How Much Regression?

$Z$-Score Regression
Suppose we know that two variables have a linear relationship with correlation $r$. Suppose we want to predict the $y$-value of an individual whose $x$-value had a $z$-score of $z(x)$. Our, prediction for the $z$-score of the $y$ value, $z(\hat{y})$, can be found as:

\[ z(\hat{y}) = r\times z(x) \]

Implication of $Z$-Score Regression

Instead of actively finding the mean of a vertical strip, we can use the $z$-score regression equation to aid our predictions. The predictions fall on a line!
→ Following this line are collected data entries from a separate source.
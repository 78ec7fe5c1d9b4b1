// src/lib.rs

pub mod c_api;
pub mod config;
pub mod core;
pub mod error;
pub mod lemma;
pub mod persistence;
pub mod provision;

pub use crate::config::TranslatorConfig;
pub use crate::core::engine::Translator;
pub use crate::core::lexicon::{Lexicon, LoadStatus, SaveReport};
pub use crate::core::resolver::Resolver;
pub use crate::provision::{ProvisionReport, Provisioner, Resources};
use std::fmt;

use crate::joins::JoinDescriptor;
use crate::projection::SelectedColumn;
use crate::sql_generator::quote_identifier;

#[derive(Debug, Clone, Copy, PartialEq, Eq, Default)]
pub enum SortDirection {
    #[default]
    Ascending,
    Descending,
}

impl SortDirection {
    #[must_use]
    pub fn as_sql(self) -> &'static str {
        match self {
            Self::Ascending => "ASC",
            Self::Descending => "DESC",
        }
    }

    #[must_use]
    pub fn toggled(self) -> Self {
        match self {
            Self::Ascending => Self::Descending,
            Self::Descending => Self::Ascending,
        }
    }
}

impl fmt::Display for SortDirection {
    fn fmt(&self, f: &mut fmt::Formatter<'_>) -> fmt::Result {
        f.write_str(self.as_sql())
    }
}

/// Ordering on a bare column name. With joins active the name may be
/// ambiguous; SQLite then reports the error at execution time.
#[derive(Debug, Clone, PartialEq, Eq)]
pub struct SortSpec {
    pub column: String,
    pub direction: SortDirection,
}

impl SortSpec {
    #[must_use]
    pub fn new(column: impl Into<String>, direction: SortDirection) -> Self {
        Self {
            column: column.into(),
            direction,
        }
    }
}

#[derive(Debug, Clone, PartialEq, Eq, Default)]
pub struct SelectQuery {
    pub statement: String,
    /// Header labels, one per projected column, in projection order.
    pub display_columns: Vec<String>,
}

impl SelectQuery {
    #[must_use]
    pub fn is_empty(&self) -> bool {
        self.statement.is_empty()
    }
}

/// Composes `SELECT .. FROM .. [JOIN ..] [ORDER BY ..]` with every identifier
/// quoted. Yields an empty query when there is no base table or nothing to
/// project.
#[must_use]
pub fn build_select(
    base_table: Option<&str>,
    joins: &[JoinDescriptor],
    columns: &[SelectedColumn],
    sort: Option<&SortSpec>,
) -> SelectQuery {
    let Some(base_table) = base_table.filter(|table| !table.is_empty()) else {
        return SelectQuery::default();
    };
    if columns.is_empty() {
        return SelectQuery::default();
    }

    let projection = columns
        .iter()
        .map(SelectedColumn::to_sql)
        .collect::<Vec<_>>()
        .join(", ");

    let mut statement = format!("SELECT {projection} FROM {}", quote_identifier(base_table));
    for join in joins {
        statement.push_str(&format!(
            " {} JOIN {} ON {}",
            join.kind.as_sql(),
            quote_identifier(&join.target_table),
            join.condition
        ));
    }
    if let Some(sort) = sort {
        statement.push_str(&format!(
            " ORDER BY {} {}",
            quote_identifier(&sort.column),
            sort.direction.as_sql()
        ));
    }

    SelectQuery {
        statement,
        display_columns: columns
            .iter()
            .map(|column| column.display_name().to_string())
            .collect(),
    }
}

#[cfg(test)]
mod tests {
    use super::{build_select, SortDirection, SortSpec};
    use crate::joins::{JoinDescriptor, JoinKind};
    use crate::projection::{effective_columns, SelectedColumn};
    use crate::schema::{SchemaEntry, TableSchema};

    fn table(name: &str, columns: &[&str]) -> TableSchema {
        TableSchema::new(
            name,
            columns
                .iter()
                .enumerate()
                .map(|(ordinal, column)| SchemaEntry::new(ordinal, *column, "TEXT"))
                .collect(),
        )
    }

    #[test]
    fn plain_select_lists_base_columns_in_ordinal_order() {
        let people = table("people", &["id", "name", "photo"]);
        let query = build_select(
            Some("people"),
            &[],
            &effective_columns(&people, &[], &[]),
            None,
        );

        assert_eq!(
            query.statement,
            "SELECT \"people\".\"id\", \"people\".\"name\", \"people\".\"photo\" FROM \"people\""
        );
        assert_eq!(query.display_columns, vec!["id", "name", "photo"]);
    }

    #[test]
    fn joins_and_sort_are_appended_in_order() {
        let joins = vec![
            JoinDescriptor {
                target_table: "customers".to_string(),
                condition: "\"orders\".\"customer_id\" = \"customers\".\"id\"".to_string(),
                kind: JoinKind::Inner,
            },
            JoinDescriptor {
                target_table: "items".to_string(),
                condition: "\"orders\".\"id\" = \"items\".\"order_id\"".to_string(),
                kind: JoinKind::Left,
            },
        ];
        let columns = vec![
            SelectedColumn::qualified("orders", "id"),
            SelectedColumn::qualified("customers", "name"),
        ];
        let sort = SortSpec::new("name", SortDirection::Descending);

        let query = build_select(Some("orders"), &joins, &columns, Some(&sort));

        assert_eq!(
            query.statement,
            "SELECT \"orders\".\"id\", \"customers\".\"name\" FROM \"orders\" \
             INNER JOIN \"customers\" ON \"orders\".\"customer_id\" = \"customers\".\"id\" \
             LEFT JOIN \"items\" ON \"orders\".\"id\" = \"items\".\"order_id\" \
             ORDER BY \"name\" DESC"
        );
        assert_eq!(query.display_columns, vec!["id", "name"]);
    }

    #[test]
    fn hostile_identifiers_stay_inside_quotes() {
        let columns = vec![SelectedColumn::bare("a\"; DROP TABLE t; --")];
        let query = build_select(Some("weird \"name\""), &[], &columns, None);
        assert_eq!(
            query.statement,
            "SELECT \"a\"\"; DROP TABLE t; --\" FROM \"weird \"\"name\"\"\""
        );
    }

    #[test]
    fn missing_base_or_columns_yield_empty_query() {
        let columns = vec![SelectedColumn::bare("id")];
        assert!(build_select(None, &[], &columns, None).is_empty());
        assert!(build_select(Some(""), &[], &columns, None).is_empty());
        let query = build_select(Some("t"), &[], &[], None);
        assert!(query.is_empty());
        assert!(query.display_columns.is_empty());
    }

    #[test]
    fn direction_toggles() {
        assert_eq!(SortDirection::default().toggled(), SortDirection::Descending);
        assert_eq!(SortDirection::Descending.toggled().as_sql(), "ASC");
    }
}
  • Example: Suppose a father is 68.1'' tall. What do we predict the son's height to be? Means are 70.1 and 70.9 for fathers/sons, SDs are 2.5 and 2.4 respectively

Implication of $Z$-Score Regression

\begin{gather} z(x) = (68.1-70.1)/2.5 = -0.8\\ z(\hat{y}) = 0.65\times (-0.8) = -0.52\\ -0.52 =\textstyle \frac{\hat{y} - 70.9}{2.4}\\ \hat{y} = 69.7 \end{gather}

The Regression Line

What if we want an equation in terms of the actual units of the data, rather than standardized units? Would be nice to predict an actual height

  • Begin with our equation for predicting $z$-scores, and from there we can get back to a prediction formula in terms of the original units.

The Regression Line

\begin{gather} z(\hat{y}) = r\times z(x)\\\textstyle \frac{\hat{y} - \bar{y}}{\text{sd}(y)} \textstyle= r\times\frac{x - \bar{x}}{\text{sd}(x)}\\\textstyle \hat{y} = r\frac{\text{sd}(y)}{\text{sd}(x)}x + \bar{y} - r\frac{\text{sd}(y)}{\text{sd}(x)}\bar{x}\\ \hat{y} = \hat{\beta}_0 + \hat{\beta}_1 x \end{gather}

where $\hat{\beta}_1 = r\frac{\text{sd}(y)}{\text{sd}(x)}$ and $\hat{\beta}_0 = \bar{y} - \hat{\beta}_1\bar{x}$. Hence, $\hat{\beta}_1$ is the slope of our regression line, and $\hat{\beta}_0$ is the intercept

Summarizing

Suppose we want to perform a regression where $y$ is the response variable and $x$ is the predictor variable. The regression equation takes on the following form:

Regression Equation

\[ \hat{y} = \hat{\beta}_0 + \hat{\beta}_1 x \]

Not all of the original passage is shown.